Depression is a diagnosable condition, not a specific emotion or feeling. Unlike sadness or self-pity, depressive episodes cause symptoms that continue for at least 2 weeks and can significantly change how a person thinks, feels, and acts.
Getting the recommended amount of exercise and spending time with family and friends may help reduce some of the symptoms of depression.
However, it is a myth that if someone throws themselves into their work, starts a project, or finds a new hobby it will help ease their depression.
Instead, people may wish to focus on a few of their regular tasks during a depressive episode. They should try to break any large tasks into smaller, more manageable ones and avoid doing too many things at once.
People should also postpone making any important decisions or commitments during depressive episodes, so that they can make clearer, more objective choices.
Many people experience their first depressive episode in adulthood, often somewhere in their 20s or 30s. However, depression can develop at any age.
Researchers now know that even adolescents and children can experience depression, though the symptoms may be very different. In children, for example, depression may manifest through symptoms such as irritability and severe anxiety.
A lot of people associate depression with being sad or withdrawn. Although it is true that a depressive mood can make someone appear sad, not everyone experiences depression in the same way or shows the same signs.
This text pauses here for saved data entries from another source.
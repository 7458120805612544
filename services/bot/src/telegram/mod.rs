pub mod handlers;
pub mod keyboard;
pub mod messages;
pub mod state;

// Re-export the handler tree so the binary can build the dispatcher from it.
pub use handlers::{schema, Command};
pub use state::AppState;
For example, men with depression may appear more angry or aggressive than sad. Many people also try to hide or discredit their symptoms, especially men. On the other hand, children and adolescents with depression may experience severe anxiety and irritability, rather than a reduced mood.
In older adults, serious medical conditions such as cancer, heart conditions, and Parkinson’s disease can give rise to depression. Some medications for serious health conditions can also cause side effects that increase the risk of depression.
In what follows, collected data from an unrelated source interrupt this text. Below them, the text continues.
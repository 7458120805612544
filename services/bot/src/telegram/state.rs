//! services/bot/src/telegram/state.rs
//!
//! Defines the application's shared state.

use expense_bot_core::SelectionFlow;
use std::sync::Arc;

/// The shared application state, created once at startup and injected into every handler.
#[derive(Clone)]
pub struct AppState {
    pub flow: Arc<SelectionFlow>,
}
//! crates/expense_bot_core/src/catalog.rs
//!
//! The option catalog: a frozen snapshot of the three single-select fields
//! (category, subcategory, account) taken once at startup.

use tracing::{info, warn};

use crate::domain::{DatabaseSchema, PropertyKind, SelectOption};
use crate::fields;
use crate::ports::{PortResult, SchemaSource};
use crate::protocol::Selection;

#[derive(Debug, Clone, Default, PartialEq, Eq)]
pub struct OptionCatalog {
    pub categories: Vec<SelectOption>,
    pub subcategories: Vec<SelectOption>,
    pub accounts: Vec<SelectOption>,
}

impl OptionCatalog {
    /// Fetches the schema and builds the catalog from it.
    pub async fn load(source: &dyn SchemaSource) -> PortResult<Self> {
        let schema = source.fetch_schema().await?;
        let catalog = Self::from_schema(&schema);
        info!(
            categories = ?names(&catalog.categories),
            subcategories = ?names(&catalog.subcategories),
            accounts = ?names(&catalog.accounts),
            "Option catalog loaded"
        );
        Ok(catalog)
    }

    /// Builds the catalog. A field that is missing or not a single-select stays empty.
    /// Subcategories whose id cannot fit in a button's callback data are left out.
    pub fn from_schema(schema: &DatabaseSchema) -> Self {
        Self {
            categories: select_options(schema, fields::CATEGORY),
            subcategories: addressable(select_options(schema, fields::SUBCATEGORY)),
            accounts: select_options(schema, fields::ACCOUNT),
        }
    }

    pub fn category(&self, index: usize) -> Option<&SelectOption> {
        self.categories.get(index)
    }

    pub fn account(&self, index: usize) -> Option<&SelectOption> {
        self.accounts.get(index)
    }

    /// Subcategories sharing the given color tag, in catalog order.
    pub fn subcategories_for(&self, color: &str) -> Vec<&SelectOption> {
        self.subcategories
            .iter()
            .filter(|s| s.color == color)
            .collect()
    }

    /// Looks a subcategory up by id, restricted to the given color.
    pub fn subcategory_in(&self, color: &str, id: &str) -> Option<&SelectOption> {
        self.subcategories
            .iter()
            .find(|s| s.id == id && s.color == color)
    }
}

fn select_options(schema: &DatabaseSchema, field: &str) -> Vec<SelectOption> {
    match schema.properties.get(field) {
        Some(PropertyKind::Select(options)) => options.clone(),
        Some(PropertyKind::Other(kind)) => {
            warn!(field, kind = %kind, "Field is not a single-select; leaving its options empty");
            Vec::new()
        }
        None => {
            warn!(field, "Field is missing from the schema; leaving its options empty");
            Vec::new()
        }
    }
}

fn addressable(options: Vec<SelectOption>) -> Vec<SelectOption> {
    options
        .into_iter()
        .filter(|option| {
            let fits = Selection::Subcategory(option.id.clone()).fits_callback();
            if !fits {
                warn!(subcategory = %option.name, id = %option.id, "Option id is too long for callback data; skipping it");
            }
            fits
        })
        .collect()
}

fn names(options: &[SelectOption]) -> Vec<&str> {
    options.iter().map(|o| o.name.as_str()).collect()
}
However, depression is not a natural part of aging. According to the Centers for Disease Control and Prevention (CDC), only around 1–5% of older adults living outside of care homes and hospitals experience depression.
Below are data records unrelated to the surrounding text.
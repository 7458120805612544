//! crates/expense_bot_core/src/domain.rs
//!
//! Defines the pure, core data structures for the expense bot.
//! These structs are independent of any chat transport or storage API.

use std::collections::HashMap;
use std::fmt;
use std::str::FromStr;

/// Title used when an entry carries nothing but an amount (and maybe currency/date).
pub const PLACEHOLDER_TITLE: &str = "(без названия)";

/// Identity of the chat user who owns a session.
#[derive(Debug, Clone, Copy, PartialEq, Eq, Hash)]
pub struct UserId(pub u64);

impl fmt::Display for UserId {
    fn fmt(&self, f: &mut fmt::Formatter<'_>) -> fmt::Result {
        write!(f, "{}", self.0)
    }
}

//=========================================================================================
// Options
//=========================================================================================

/// One selectable value of a single-select schema field.
#[derive(Debug, Clone, PartialEq, Eq)]
pub struct SelectOption {
    pub id: String,
    pub name: String,
    /// Visual tag of the option. Categories and subcategories are joined on it.
    pub color: String,
}

impl SelectOption {
    pub fn new(id: impl Into<String>, name: impl Into<String>, color: impl Into<String>) -> Self {
        Self {
            id: id.into(),
            name: name.into(),
            color: color.into(),
        }
    }
}

/// The kind of a schema property, as far as the catalog cares.
#[derive(Debug, Clone, PartialEq, Eq)]
pub enum PropertyKind {
    Select(Vec<SelectOption>),
    /// Any other property type, keyed by the store's own type name.
    Other(String),
}

/// A snapshot of the remote store's schema: property name -> kind.
#[derive(Debug, Clone, Default, PartialEq, Eq)]
pub struct DatabaseSchema {
    pub properties: HashMap<String, PropertyKind>,
}

//=========================================================================================
// Parsed entry
//=========================================================================================

/// Currencies an entry may be recorded in.
#[derive(Debug, Clone, Copy, PartialEq, Eq, Hash, Default)]
pub enum Currency {
    Try,
    Gel,
    Usd,
    #[default]
    Rub,
}

impl Currency {
    pub const ALL: [Currency; 4] = [Currency::Try, Currency::Gel, Currency::Usd, Currency::Rub];

    pub fn code(self) -> &'static str {
        match self {
            Currency::Try => "TRY",
            Currency::Gel => "GEL",
            Currency::Usd => "USD",
            Currency::Rub => "RUB",
        }
    }
}

impl fmt::Display for Currency {
    fn fmt(&self, f: &mut fmt::Formatter<'_>) -> fmt::Result {
        f.write_str(self.code())
    }
}

/// Returned when a token is not one of the supported currency codes.
#[derive(Debug, Clone, PartialEq, Eq, thiserror::Error)]
#[error("Unknown currency code: {0}")]
pub struct UnknownCurrency(pub String);

impl FromStr for Currency {
    type Err = UnknownCurrency;

    /// Case-insensitive match against the supported codes.
    fn from_str(s: &str) -> Result<Self, Self::Err> {
        Currency::ALL
            .into_iter()
            .find(|c| c.code().eq_ignore_ascii_case(s))
            .ok_or_else(|| UnknownCurrency(s.to_string()))
    }
}

/// The result of parsing one free-text message.
#[derive(Debug, Clone, PartialEq)]
pub struct ParsedEntry {
    pub amount: f64,
    pub title: String,
    pub currency: Currency,
    /// A `ddmmyy` token, if the message ended with one.
    pub raw_date: Option<String>,
}

//=========================================================================================
// Session
//=========================================================================================

/// Which selection a session is waiting for.
#[derive(Debug, Clone, Copy, PartialEq, Eq)]
pub enum Step {
    AwaitingCategory,
    AwaitingSubcategory,
    AwaitingAccount,
}

impl fmt::Display for Step {
    fn fmt(&self, f: &mut fmt::Formatter<'_>) -> fmt::Result {
        let name = match self {
            Step::AwaitingCategory => "category",
            Step::AwaitingSubcategory => "subcategory",
            Step::AwaitingAccount => "account",
        };
        f.write_str(name)
    }
}

/// Per-user accumulator of the parsed entry plus the selections made so far.
///
/// Selections are copied by name, so the session never points back into the catalog.
#[derive(Debug, Clone, PartialEq)]
pub struct Session {
    pub entry: ParsedEntry,
    pub step: Step,
    pub category: Option<String>,
    /// Color tag of the chosen category, used to filter subcategories.
    pub category_color: Option<String>,
    pub subcategory: Option<String>,
    pub account: Option<String>,
}

impl Session {
    pub fn new(entry: ParsedEntry) -> Self {
        Self {
            entry,
            step: Step::AwaitingCategory,
            category: None,
            category_color: None,
            subcategory: None,
            account: None,
        }
    }

    /// Turns a fully-selected session into a record, or hands it back untouched.
    pub fn into_record(self, date: ResolvedDate) -> Result<ExpenseRecord, Session> {
        match (self.category.clone(), self.subcategory.clone(), self.account.clone()) {
            (Some(category), Some(subcategory), Some(account)) => Ok(ExpenseRecord {
                date,
                title: self.entry.title,
                category,
                subcategory,
                amount: self.entry.amount,
                currency: self.entry.currency,
                account,
            }),
            _ => Err(self),
        }
    }
}

//=========================================================================================
// Finalized output
//=========================================================================================

/// Calendar fields derived at finalize time.
#[derive(Debug, Clone, PartialEq, Eq)]
pub struct ResolvedDate {
    /// `YYYY-MM-DD`.
    pub iso_date: String,
    pub month_name: String,
    /// Four-digit year.
    pub year: String,
}

/// One finalized expense, ready for the record sink.
#[derive(Debug, Clone, PartialEq)]
pub struct ExpenseRecord {
    pub date: ResolvedDate,
    pub title: String,
    pub category: String,
    pub subcategory: String,
    pub amount: f64,
    pub currency: Currency,
    pub account: String,
}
Still, older adults with chronic health conditions or signs of depression should speak to their doctor about how to reduce their risk of depression or treat it. Doctors can sometimes miss the symptoms of depression by mistaking them for a natural response to severe illness.
A myth persists that talking about depression can make it worse, largely because of the stigma associated with mental health conditions. This is not true. In fact, people with depression should try to discuss it, as many will need a form of outside help to start feeling better.
People with depression can try to talk to someone they trust, such as a nonjudgmental friend or family member or a healthcare professional.
Several types of psychotherapy, or talk therapy, can also help treat depression, including:
- cognitive behavioral therapy
- problem-solving therapy
- interpersonal therapy
When combined with psychotherapy or medication, making certain dietary changes can sometimes reduce the symptoms of depression.
Several supplement manufactures claim that their products can help treat depression. Few of these have scientific backing, and some of these may actually cause serious health conditions, especially St. John’s wort, which can cause negative interactions if a person mixes it with antidepressants.
Other unproven popular natural supplements for depression include:
- omega-3 fatty acids
Although some studies suggest that these supplements may help with depression, the evidence is inconclusive. People considering taking herbal supplements should first talk with their mental health prescriber.
Despite being a very common recognized condition, there are still many myths and misconceptions surrounding depression.
As researchers learn more about depression, and as societal, cultural, and medical perceptions about it evolve, these misconceptions are disappearing.
As new research continues to highlight just how complex, common, and pervasive depression is, even current understandings of depression are likely to change.